Please return the lines below verbatim, beginning at the one that has "assert!(h.bot.handle().is_banned(9));" and stopping after the one that has "assert_eq!(sender.id, 3);", and add no other lines.

• Recorded information:

##############################

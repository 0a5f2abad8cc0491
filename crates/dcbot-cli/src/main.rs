//! CLI entry point for dcbot.
//!
//! This binary provides the `dcbot` command with subcommands for listing
//! the built-in commands, trying a single line, and replaying a recorded
//! feed through the polling loop.

mod cli;
mod demo;
mod helpers;

use std::path::Path;
use std::sync::Arc;

use anyhow::{Context, Result};
use clap::Parser;
use dcbot_kernel::DispatchOutcome;
use dcbot_runtime::{BotConfig, ChannelError, Message, Role, ScriptedChannel, Sender};
use tracing::info;

use crate::cli::{Cli, Commands};
use crate::helpers::{credentials_from_env, init_tracing};

// ---------------------------------------------------------------------------
// Main
// ---------------------------------------------------------------------------

#[tokio::main]
async fn main() -> Result<()> {
    // A missing .env file is fine.
    let _ = dotenvy::dotenv();

    let cli = Cli::parse();
    let config = BotConfig::load(&cli.config)
        .with_context(|| format!("failed to load {}", cli.config.display()))?;
    init_tracing(&config.log_level);

    match cli.command {
        Commands::Commands => cmd_commands(config),
        Commands::Try {
            line,
            sender,
            moderator,
        } => cmd_try(config, &line, sender, moderator).await,
        Commands::Replay {
            feed,
            comment_banned,
        } => cmd_replay(config, &feed, comment_banned).await,
    }
}

// ---------------------------------------------------------------------------
// Subcommand: commands
// ---------------------------------------------------------------------------

fn cmd_commands(config: BotConfig) -> Result<()> {
    let bot = demo::build_bot(Arc::new(ScriptedChannel::new()), config)?;
    let registry = bot.dispatcher().registry();

    println!("{} keys:", registry.len());
    for key in registry.keys() {
        println!("  {key}");
    }
    println!();
    let prefix = bot.config().prefixes.first().cloned().unwrap_or_default();
    println!("{}", demo::usage_listing(bot.dispatcher(), &prefix));
    Ok(())
}

// ---------------------------------------------------------------------------
// Subcommand: try
// ---------------------------------------------------------------------------

async fn cmd_try(config: BotConfig, line: &str, sender: String, moderator: bool) -> Result<()> {
    let bot = demo::build_bot(Arc::new(ScriptedChannel::new()), config)?;
    let sender = Sender {
        id: 0,
        display_name: sender,
        role: if moderator {
            Role::Moderator
        } else {
            Role::Member
        },
    };
    let message = Message::new(0, sender, line);

    match bot
        .dispatcher()
        .dispatch(bot.handle(), &message, &message.text)
        .await
    {
        DispatchOutcome::NoMatch => println!("(no command matched)"),
        DispatchOutcome::Completed { reply: None, .. } => println!("(no reply)"),
        DispatchOutcome::Completed {
            reply: Some(text), ..
        } => println!("@{} {text}", message.sender.display_name),
        DispatchOutcome::Failed { error, .. } => {
            return Err(error).context("command failed");
        }
    }
    Ok(())
}

// ---------------------------------------------------------------------------
// Subcommand: replay
// ---------------------------------------------------------------------------

async fn cmd_replay(config: BotConfig, feed: &Path, comment_banned: bool) -> Result<()> {
    let content = std::fs::read_to_string(feed)
        .with_context(|| format!("failed to read feed {}", feed.display()))?;
    let pages: Vec<Vec<Message>> =
        serde_json::from_str(&content).context("feed must be a JSON array of message pages")?;
    info!(pages = pages.len(), feed = %feed.display(), "replaying feed");

    let channel = Arc::new(ScriptedChannel::from_pages(pages));
    if comment_banned {
        channel.set_reply_default(Err(ChannelError::Banned("replay".into())));
    }

    let mut bot = demo::build_bot(Arc::clone(&channel), config)?;
    let credentials = credentials_from_env("replay");

    let interrupt = {
        let channel = Arc::clone(&channel);
        async move {
            let ctrl_c = async {
                if let Err(e) = tokio::signal::ctrl_c().await {
                    tracing::error!(error = %e, "cannot listen for Ctrl-C");
                    std::future::pending::<()>().await;
                }
            };
            tokio::select! {
                () = channel.wait_exhausted() => info!("feed exhausted"),
                () = ctrl_c => info!("interrupted by user"),
            }
        }
    };
    let exit = bot.run_until(&credentials, interrupt).await?;

    for reply in channel.replies() {
        println!("reply to #{}: {}", reply.target, reply.text);
    }
    for dm in channel.direct_messages() {
        println!(
            "dm to {} [{}]: {}",
            dm.recipient.display_name, dm.subject, dm.text
        );
    }
    println!("stopped: {exit:?}");
    Ok(())
}
//! Kernel error types.
//!
//! Parsing, binding, and registration failures each get their own type so
//! the dispatcher can report exactly what went wrong with a command line.
//! [`KernelError`] is the single error returned by every public API in this
//! crate; the narrower types are wrapped inside it.

/// A quoted token was left open (or an escape dangled) in command text.
#[derive(Debug, Clone, PartialEq, Eq, thiserror::Error)]
#[error("cannot tokenize `{input}`: {reason}")]
pub struct ParseError {
    /// The raw text that failed to split.
    pub input: String,
    /// Human-readable reason reported by the splitter.
    pub reason: String,
}

/// A single token could not be converted into its declared type.
#[derive(Debug, Clone, PartialEq, Eq, thiserror::Error)]
#[error("expected {expected}, got `{token}`: {reason}")]
pub struct ConversionError {
    /// Name of the target type (e.g. `int`).
    pub expected: String,
    /// The offending raw token.
    pub token: String,
    /// Why the conversion failed.
    pub reason: String,
}

impl ConversionError {
    pub fn new(
        expected: impl Into<String>,
        token: impl Into<String>,
        reason: impl Into<String>,
    ) -> Self {
        Self {
            expected: expected.into(),
            token: token.into(),
            reason: reason.into(),
        }
    }
}

/// Failure to turn a token stream into a complete argument mapping.
///
/// Binding is all-or-nothing: whenever one of these is returned, every
/// partial binding made so far has been discarded.
#[derive(Debug, Clone, PartialEq, Eq, thiserror::Error)]
pub enum BindError {
    /// A token could not be converted for the named parameter.
    #[error("invalid value `{token}` for parameter `{param}`: {source}")]
    InvalidValue {
        param: String,
        token: String,
        #[source]
        source: ConversionError,
    },

    /// No flag or positional token was available for a required parameter.
    #[error("missing required argument `{param}`")]
    MissingArgument { param: String },

    /// A scalar flag was given but not followed by a value.
    #[error("flag `{param}` expects a value")]
    MissingFlagValue { param: String },
}

impl BindError {
    /// The parameter this failure refers to.
    pub fn param(&self) -> &str {
        match self {
            Self::InvalidValue { param, .. }
            | Self::MissingArgument { param }
            | Self::MissingFlagValue { param } => param,
        }
    }
}

/// Unified error type for the dcbot kernel.
#[derive(Debug, thiserror::Error)]
pub enum KernelError {
    // -- Input errors -------------------------------------------------------
    /// Malformed quoting in command text.
    #[error(transparent)]
    Parse(#[from] ParseError),

    /// Tokens could not be bound to the command's parameters.
    #[error(transparent)]
    Bind(#[from] BindError),

    // -- Registration errors ------------------------------------------------
    /// Two commands resolve to the same `prefix + name` key.
    #[error("command `{key}` is already registered")]
    DuplicateCommand { key: String },

    /// A handler declares the same parameter name twice.
    #[error("command `{command}` declares parameter `{param}` more than once")]
    DuplicateParameter { command: String, param: String },

    /// A command name is empty or contains whitespace, so it could never be
    /// matched against the head of a message.
    #[error("invalid command name `{name}`")]
    InvalidCommandName { name: String },

    // -- Invocation errors --------------------------------------------------
    /// The command handler itself returned an error.
    #[error("command `{command}` failed: {source}")]
    InvocationFailed {
        command: String,
        #[source]
        source: Box<dyn std::error::Error + Send + Sync>,
    },

    /// A handler asked for an argument that was never bound.
    #[error("no argument named `{name}`")]
    UnknownArgument { name: String },

    /// A bound argument does not have the type the handler asked for.
    #[error("argument `{name}` is not a {expected}")]
    ArgumentType { name: String, expected: &'static str },
}

/// Convenience alias used throughout the kernel crate.
pub type Result<T> = std::result::Result<T, KernelError>;
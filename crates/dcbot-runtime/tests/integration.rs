//! Integration tests for the dcbot-runtime crate.
//!
//! Every test runs a real [`Bot`] against a [`ScriptedChannel`], so the
//! polling loop, reply protocol, and hooks are exercised together.

use std::sync::atomic::{AtomicUsize, Ordering};
use std::sync::{Arc, Mutex};

use dcbot_kernel::{DeclaredType, command};
use dcbot_runtime::{
    Bot, BotConfig, BotHandle, ChannelError, Credentials, HookKind, LifecycleEvent, LoopExit,
    Message, PollSignal, Role, Route, RuntimeError, ScriptedChannel, SendFailure, SendOutcome,
    Sender,
};

type Events = Arc<Mutex<Vec<LifecycleEvent>>>;

struct Harness {
    bot: Bot<ScriptedChannel>,
    channel: Arc<ScriptedChannel>,
    events: Events,
    notes: Arc<AtomicUsize>,
}

impl Harness {
    fn count(&self, kind: HookKind) -> usize {
        self.events
            .lock()
            .unwrap()
            .iter()
            .filter(|e| e.kind() == kind)
            .count()
    }

    fn events_of(&self, kind: HookKind) -> Vec<LifecycleEvent> {
        self.events
            .lock()
            .unwrap()
            .iter()
            .filter(|e| e.kind() == kind)
            .cloned()
            .collect()
    }

    async fn run_until_quiet(&mut self) -> LoopExit {
        let channel = Arc::clone(&self.channel);
        self.bot
            .run_until(&credentials(), channel.wait_exhausted())
            .await
            .unwrap()
    }
}

fn credentials() -> Credentials {
    Credentials::new("dailybot", "secret")
}

fn user(id: u64) -> Sender {
    Sender {
        id,
        display_name: format!("user{id}"),
        role: Role::Member,
    }
}

fn msg(id: u64, sender: u64, text: &str) -> Message {
    Message::new(id, user(sender), text)
}

fn harness(channel: ScriptedChannel) -> Harness {
    let channel = Arc::new(channel);
    let events: Events = Arc::default();
    let notes = Arc::new(AtomicUsize::new(0));

    let config = BotConfig {
        poll_interval_secs: 0,
        vpn: true,
        ..BotConfig::default()
    };

    let mut builder = Bot::builder(Arc::clone(&channel), config)
        .command(
            command("add")
                .param("x", DeclaredType::int())
                .param("y", DeclaredType::int())
                .handler(|_bot: BotHandle, _msg: Message, args| async move {
                    let x: i64 = args.get("x")?;
                    let y: i64 = args.get("y")?;
                    Ok(Some(format!("Answer {}", x + y)))
                }),
        )
        .unwrap()
        .command(command("quit").handler(|bot: BotHandle, _msg: Message, _args| async move {
            bot.force_abort();
            Ok(None)
        }))
        .unwrap()
        .command(command("stop").handler(|bot: BotHandle, _msg: Message, _args| async move {
            bot.request_abort();
            Ok(None)
        }))
        .unwrap()
        .command(
            command("ban")
                .param("target", DeclaredType::int())
                .handler(|bot: BotHandle, _msg: Message, args| async move {
                    let target: i64 = args.get("target")?;
                    bot.ban(target as u64);
                    Ok(None)
                }),
        )
        .unwrap()
        .command(command("boom").handler(|_bot: BotHandle, _msg: Message, _args| async move {
            anyhow::bail!("kaboom")
        }))
        .unwrap()
        .command({
            let notes = Arc::clone(&notes);
            command("note").handler(move |_bot: BotHandle, _msg: Message, _args| {
                let notes = Arc::clone(&notes);
                async move {
                    notes.fetch_add(1, Ordering::SeqCst);
                    Ok(None)
                }
            })
        })
        .unwrap();

    for kind in HookKind::ALL {
        let events = Arc::clone(&events);
        builder = builder.hook(kind, move |_bot, event| {
            events.lock().unwrap().push(event);
            async {}
        });
    }

    Harness {
        bot: builder.build().unwrap(),
        channel,
        events,
        notes,
    }
}

// ═══════════════════════════════════════════════════════════════════════
//  Startup
// ═══════════════════════════════════════════════════════════════════════

#[tokio::test]
async fn login_failure_stops_before_polling() {
    let channel = ScriptedChannel::new();
    channel.fail_login(ChannelError::AccessDenied("bad password".into()));
    let mut h = harness(channel);

    let result = h
        .bot
        .run_until(&credentials(), std::future::pending::<()>())
        .await;
    assert!(matches!(result, Err(RuntimeError::Login(_))));
    assert_eq!(h.channel.fetches(), 0);
    assert_eq!(h.count(HookKind::Abort), 0);
}

#[tokio::test]
async fn anonymous_session_is_rejected() {
    let channel = ScriptedChannel::new();
    channel.stay_anonymous();
    let mut h = harness(channel);

    let result = h
        .bot
        .run_until(&credentials(), std::future::pending::<()>())
        .await;
    assert!(matches!(result, Err(RuntimeError::NotAuthenticated)));
}

// ═══════════════════════════════════════════════════════════════════════
//  Polling loop
// ═══════════════════════════════════════════════════════════════════════

#[tokio::test]
async fn replies_are_posted_publicly() {
    let mut h = harness(ScriptedChannel::from_pages([vec![msg(1, 5, "/add 1 2")]]));

    let exit = h.run_until_quiet().await;
    assert_eq!(exit, LoopExit::Interrupted);
    assert_eq!(h.bot.handle().name(), "dailybot");

    let replies = h.channel.replies();
    assert_eq!(replies.len(), 1);
    assert_eq!(replies[0].target, 1);
    assert_eq!(replies[0].text, "@user5 Answer 3");
    assert_eq!(h.count(HookKind::Abort), 1);
}

#[tokio::test]
async fn redelivered_messages_are_dispatched_once() {
    let mut h = harness(ScriptedChannel::from_pages([
        vec![msg(1, 1, "/note"), msg(2, 1, "/note")],
        vec![msg(1, 1, "/note"), msg(2, 1, "/note"), msg(3, 1, "/note")],
    ]));

    h.run_until_quiet().await;
    assert_eq!(h.notes.load(Ordering::SeqCst), 3);
    assert_eq!(h.bot.dedup().iter().collect::<Vec<_>>(), vec![1, 2, 3]);
}

#[tokio::test]
async fn unknown_commands_are_ignored() {
    let mut h = harness(ScriptedChannel::from_pages([vec![
        msg(1, 1, "Blah Blah Blah"),
        msg(2, 1, "add 1 2"),
    ]]));

    h.run_until_quiet().await;
    assert!(h.channel.replies().is_empty());
    assert_eq!(h.channel.reply_attempts(), 0);
    assert!(!h.bot.session().is_banned());
    assert_eq!(h.count(HookKind::CommandFailed), 0);
}

#[tokio::test]
async fn transient_fetch_fires_dead_proxy_and_retries() {
    let channel = ScriptedChannel::new();
    channel
        .push_fetch_error(ChannelError::Transient("proxy died".into()))
        .push_page(vec![msg(1, 1, "/add 2 2")]);
    let mut h = harness(channel);

    assert_eq!(h.bot.poll_once().await, PollSignal::Retry);
    assert!(h.bot.dedup().is_empty());
    assert_eq!(h.count(HookKind::DeadProxy), 1);

    assert_eq!(h.bot.poll_once().await, PollSignal::Continue);
    assert_eq!(h.channel.replies()[0].text, "@user1 Answer 4");
}

#[tokio::test]
async fn permanent_fetch_error_skips_the_iteration() {
    let channel = ScriptedChannel::new();
    channel
        .push_fetch_error(ChannelError::AccessDenied("feed locked".into()))
        .push_page(vec![msg(1, 1, "/note")]);
    let mut h = harness(channel);

    h.run_until_quiet().await;
    assert_eq!(h.notes.load(Ordering::SeqCst), 1);
    assert_eq!(h.count(HookKind::DeadProxy), 0);
}

// ═══════════════════════════════════════════════════════════════════════
//  Shutdown
// ═══════════════════════════════════════════════════════════════════════

#[tokio::test]
async fn force_abort_stops_mid_page() {
    let mut h = harness(ScriptedChannel::from_pages([
        vec![msg(1, 1, "/add 1 1"), msg(2, 1, "/quit"), msg(3, 1, "/add 2 2")],
        vec![msg(4, 1, "/add 3 3")],
    ]));

    let exit = h
        .bot
        .run_until(&credentials(), std::future::pending::<()>())
        .await
        .unwrap();

    assert_eq!(exit, LoopExit::AbortedByCommand);
    assert_eq!(h.channel.replies().len(), 1);
    assert_eq!(h.channel.fetches(), 1);
    assert!(!h.bot.dedup().contains(3));

    let aborts = h.events_of(HookKind::Abort);
    assert_eq!(aborts.len(), 1);
    assert!(matches!(
        aborts[0],
        LifecycleEvent::Abort {
            exit: LoopExit::AbortedByCommand
        }
    ));
}

#[tokio::test]
async fn graceful_abort_drains_the_page() {
    let mut h = harness(ScriptedChannel::from_pages([
        vec![msg(1, 1, "/stop"), msg(2, 1, "/add 1 1")],
        vec![msg(3, 1, "/add 5 5")],
    ]));

    let exit = h
        .bot
        .run_until(&credentials(), std::future::pending::<()>())
        .await
        .unwrap();

    assert_eq!(exit, LoopExit::Requested);
    let replies = h.channel.replies();
    assert_eq!(replies.len(), 1);
    assert_eq!(replies[0].target, 2);
    assert_eq!(h.channel.fetches(), 1);
    assert_eq!(h.count(HookKind::Abort), 1);
}

#[tokio::test]
async fn interrupt_still_runs_the_abort_hook() {
    let mut h = harness(ScriptedChannel::new());

    let exit = h.run_until_quiet().await;
    assert_eq!(exit, LoopExit::Interrupted);

    let aborts = h.events_of(HookKind::Abort);
    assert_eq!(aborts.len(), 1);
    assert!(matches!(
        aborts[0],
        LifecycleEvent::Abort {
            exit: LoopExit::Interrupted
        }
    ));
}

#[tokio::test]
async fn abort_requested_from_outside_the_loop() {
    let mut h = harness(ScriptedChannel::new());
    let handle = h.bot.handle().clone();
    handle.request_abort();

    let exit = h
        .bot
        .run_until(&credentials(), std::future::pending::<()>())
        .await
        .unwrap();
    assert_eq!(exit, LoopExit::Requested);
    assert_eq!(h.channel.fetches(), 0);
}

// ═══════════════════════════════════════════════════════════════════════
//  Senders and hooks
// ═══════════════════════════════════════════════════════════════════════

#[tokio::test]
async fn banned_senders_are_skipped() {
    let mut h = harness(ScriptedChannel::from_pages([vec![
        msg(1, 1, "/ban 9"),
        msg(2, 9, "/note"),
        msg(3, 2, "/note"),
    ]]));

    h.run_until_quiet().await;
    assert!(h.bot.handle().is_banned(9));
    assert_eq!(h.notes.load(Ordering::SeqCst), 1);

    h.bot.handle().unban(9);
    assert!(h.bot.handle().banned_senders().is_empty());
}

#[tokio::test]
async fn elevated_senders_fire_authority() {
    let elder = Sender {
        id: 77,
        display_name: "elder".into(),
        role: Role::ElderModerator,
    };
    let moderator = Sender {
        id: 78,
        display_name: "mod".into(),
        role: Role::Moderator,
    };
    let mut h = harness(ScriptedChannel::from_pages([vec![
        Message::new(1, elder, "hello"),
        Message::new(2, moderator, "hello"),
    ]]));

    h.run_until_quiet().await;
    let events = h.events_of(HookKind::Authority);
    assert_eq!(events.len(), 1);
    assert!(matches!(&events[0], LifecycleEvent::Authority { message } if message.id == 1));
}

#[tokio::test]
async fn failed_commands_are_reported() {
    let mut h = harness(ScriptedChannel::from_pages([vec![
        msg(1, 3, "/add one 2"),
        msg(2, 3, "/boom"),
        msg(3, 3, "/add 1"),
    ]]));

    h.run_until_quiet().await;
    assert!(h.channel.replies().is_empty());

    let failures: Vec<(String, String)> = h
        .events_of(HookKind::CommandFailed)
        .into_iter()
        .filter_map(|e| match e {
            LifecycleEvent::CommandFailed {
                command,
                sender,
                error,
            } => {
                assert_eq!(sender.id, 3);
                Some((command, error))
            }
            _ => None,
        })
        .collect();

    assert_eq!(failures.len(), 3);
    assert_eq!(failures[0].0, "add");
    assert!(failures[0].1.contains("one"));
    assert_eq!(failures[1].0, "boom");
    assert!(failures[1].1.contains("kaboom"));
    assert!(failures[2].1.contains("missing required argument `y`"));
}

// ═══════════════════════════════════════════════════════════════════════
//  Reply protocol
// ═══════════════════════════════════════════════════════════════════════

#[tokio::test]
async fn ban_latch_is_irreversible() {
    let channel = ScriptedChannel::from_pages([
        vec![msg(1, 1, "/add 1 2")],
        vec![msg(2, 1, "/add 2 3")],
    ]);
    channel.script_replies([Err(ChannelError::Banned("muted".into()))]);
    let mut h = harness(channel);

    h.run_until_quiet().await;

    assert!(h.bot.session().is_banned());
    // The second reply never touched the primary route, even though it
    // would have succeeded.
    assert_eq!(h.channel.reply_attempts(), 1);
    assert!(h.channel.replies().is_empty());

    let dms = h.channel.direct_messages();
    assert_eq!(dms.len(), 2);
    assert_eq!(dms[0].text, "Answer 3");
    assert_eq!(dms[1].text, "Answer 5");
    assert_eq!(dms[0].recipient.id, 1);
    assert!(dms[0].subject.contains("No Reply Response To Command"));
    assert_ne!(dms[0].subject, "No Reply Response To Command");

    assert_eq!(h.count(HookKind::CommentBanned), 1);
}

#[tokio::test]
async fn transient_sends_stop_after_ten_attempts() {
    let channel = ScriptedChannel::from_pages([vec![msg(1, 1, "/add 1 1")]]);
    channel.set_reply_default(Err(ChannelError::Transient("timeout".into())));
    let mut h = harness(channel);

    h.run_until_quiet().await;

    assert_eq!(h.channel.reply_attempts(), 10);
    assert_eq!(h.channel.direct_message_attempts(), 0);
    assert_eq!(h.count(HookKind::DeadProxy), 10);

    let failed = h.events_of(HookKind::SendFailed);
    assert_eq!(failed.len(), 1);
    assert!(matches!(
        failed[0],
        LifecycleEvent::SendFailed {
            target: 1,
            reason: SendFailure::Exhausted,
            attempts: 10,
        }
    ));
}
//! Command handlers.
//!
//! A command is anything implementing [`CommandHandler`]: it names itself,
//! declares its parameters (contextual ones included), and runs when
//! invoked with a bound [`Arguments`] mapping.  Most commands are written as
//! closures through [`command`]:
//!
//! ```rust
//! # use dcbot_kernel::{command, DeclaredType};
//! let add = command("add")
//!     .describe("Add two numbers")
//!     .param("ctx", DeclaredType::Any)
//!     .param("comment", DeclaredType::Any)
//!     .param("x", DeclaredType::int())
//!     .param("y", DeclaredType::int())
//!     .handler(|_ctx: (), _sender: String, args| async move {
//!         let x: i64 = args.get("x")?;
//!         let y: i64 = args.get("y")?;
//!         Ok(Some(format!("Answer {}", x + y)))
//!     });
//! ```

use std::future::Future;

use async_trait::async_trait;

use crate::descriptor::{DeclaredType, ParamDecl};
use crate::value::Arguments;

/// What a handler returns: optional reply text to post back to the sender.
pub type HandlerResult = anyhow::Result<Option<String>>;

/// A bot command.
///
/// `C` is the bot context handed to every command and `S` the sender of
/// the triggering message.
#[async_trait]
pub trait CommandHandler<C, S>: Send + Sync {
    /// Command name without prefix.
    fn name(&self) -> &str;

    /// Short help text.
    fn description(&self) -> &str {
        ""
    }

    /// Every declared parameter in declaration order.
    fn parameters(&self) -> Vec<ParamDecl>;

    /// Run the command.
    async fn call(&self, ctx: &C, sender: &S, args: Arguments) -> HandlerResult;
}

// ---------------------------------------------------------------------------
// Closure-backed commands
// ---------------------------------------------------------------------------

/// Start building a closure-backed command named `name`.
pub fn command(name: impl Into<String>) -> CommandBuilder {
    CommandBuilder {
        name: name.into(),
        description: String::new(),
        params: Vec::new(),
    }
}

/// Builder returned by [`command`].
#[derive(Debug, Clone)]
pub struct CommandBuilder {
    name: String,
    description: String,
    params: Vec<ParamDecl>,
}

impl CommandBuilder {
    pub fn describe(mut self, description: impl Into<String>) -> Self {
        self.description = description.into();
        self
    }

    /// Declare the next parameter.
    pub fn param(mut self, name: impl Into<String>, ty: DeclaredType) -> Self {
        self.params.push(ParamDecl::new(name, ty));
        self
    }

    /// Attach the handler body.
    ///
    /// The context and sender are cloned into the closure so the returned
    /// future can be `'static`.
    pub fn handler<C, S, F, Fut>(self, func: F) -> FnCommand<F>
    where
        F: Fn(C, S, Arguments) -> Fut + Send + Sync,
        Fut: Future<Output = HandlerResult> + Send + 'static,
    {
        FnCommand {
            name: self.name,
            description: self.description,
            params: self.params,
            func,
        }
    }
}

/// A command whose body is a closure.
pub struct FnCommand<F> {
    name: String,
    description: String,
    params: Vec<ParamDecl>,
    func: F,
}

#[async_trait]
impl<C, S, F, Fut> CommandHandler<C, S> for FnCommand<F>
where
    C: Clone + Send + Sync + 'static,
    S: Clone + Send + Sync + 'static,
    F: Fn(C, S, Arguments) -> Fut + Send + Sync,
    Fut: Future<Output = HandlerResult> + Send + 'static,
{
    fn name(&self) -> &str {
        &self.name
    }

    fn description(&self) -> &str {
        &self.description
    }

    fn parameters(&self) -> Vec<ParamDecl> {
        self.params.clone()
    }

    async fn call(&self, ctx: &C, sender: &S, args: Arguments) -> HandlerResult {
        (self.func)(ctx.clone(), sender.clone(), args).await
    }
}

##############################

• Reply to the task:
    assert!(h.bot.handle().is_banned(9));
    assert_eq!(h.notes.load(Ordering::SeqCst), 1);

    h.bot.handle().unban(9);
    assert!(h.bot.handle().banned_senders().is_empty());
}

#[tokio::test]
async fn elevated_senders_fire_authority() {
    let elder = Sender {
        id: 77,
        display_name: "elder".into(),
        role: Role::ElderModerator,
    };
    let moderator = Sender {
        id: 78,
        display_name: "mod".into(),
        role: Role::Moderator,
    };
    let mut h = harness(ScriptedChannel::from_pages([vec![
        Message::new(1, elder, "hello"),
        Message::new(2, moderator, "hello"),
    ]]));

    h.run_until_quiet().await;
    let events = h.events_of(HookKind::Authority);
    assert_eq!(events.len(), 1);
    assert!(matches!(&events[0], LifecycleEvent::Authority { message } if message.id == 1));
}

#[tokio::test]
async fn failed_commands_are_reported() {
    let mut h = harness(ScriptedChannel::from_pages([vec![
        msg(1, 3, "/add one 2"),
        msg(2, 3, "/boom"),
        msg(3, 3, "/add 1"),
    ]]));

    h.run_until_quiet().await;
    assert!(h.channel.replies().is_empty());

    let failures: Vec<(String, String)> = h
        .events_of(HookKind::CommandFailed)
        .into_iter()
        .filter_map(|e| match e {
            LifecycleEvent::CommandFailed {
                command,
                sender,
                error,
            } => {
                assert_eq!(sender.id, 3);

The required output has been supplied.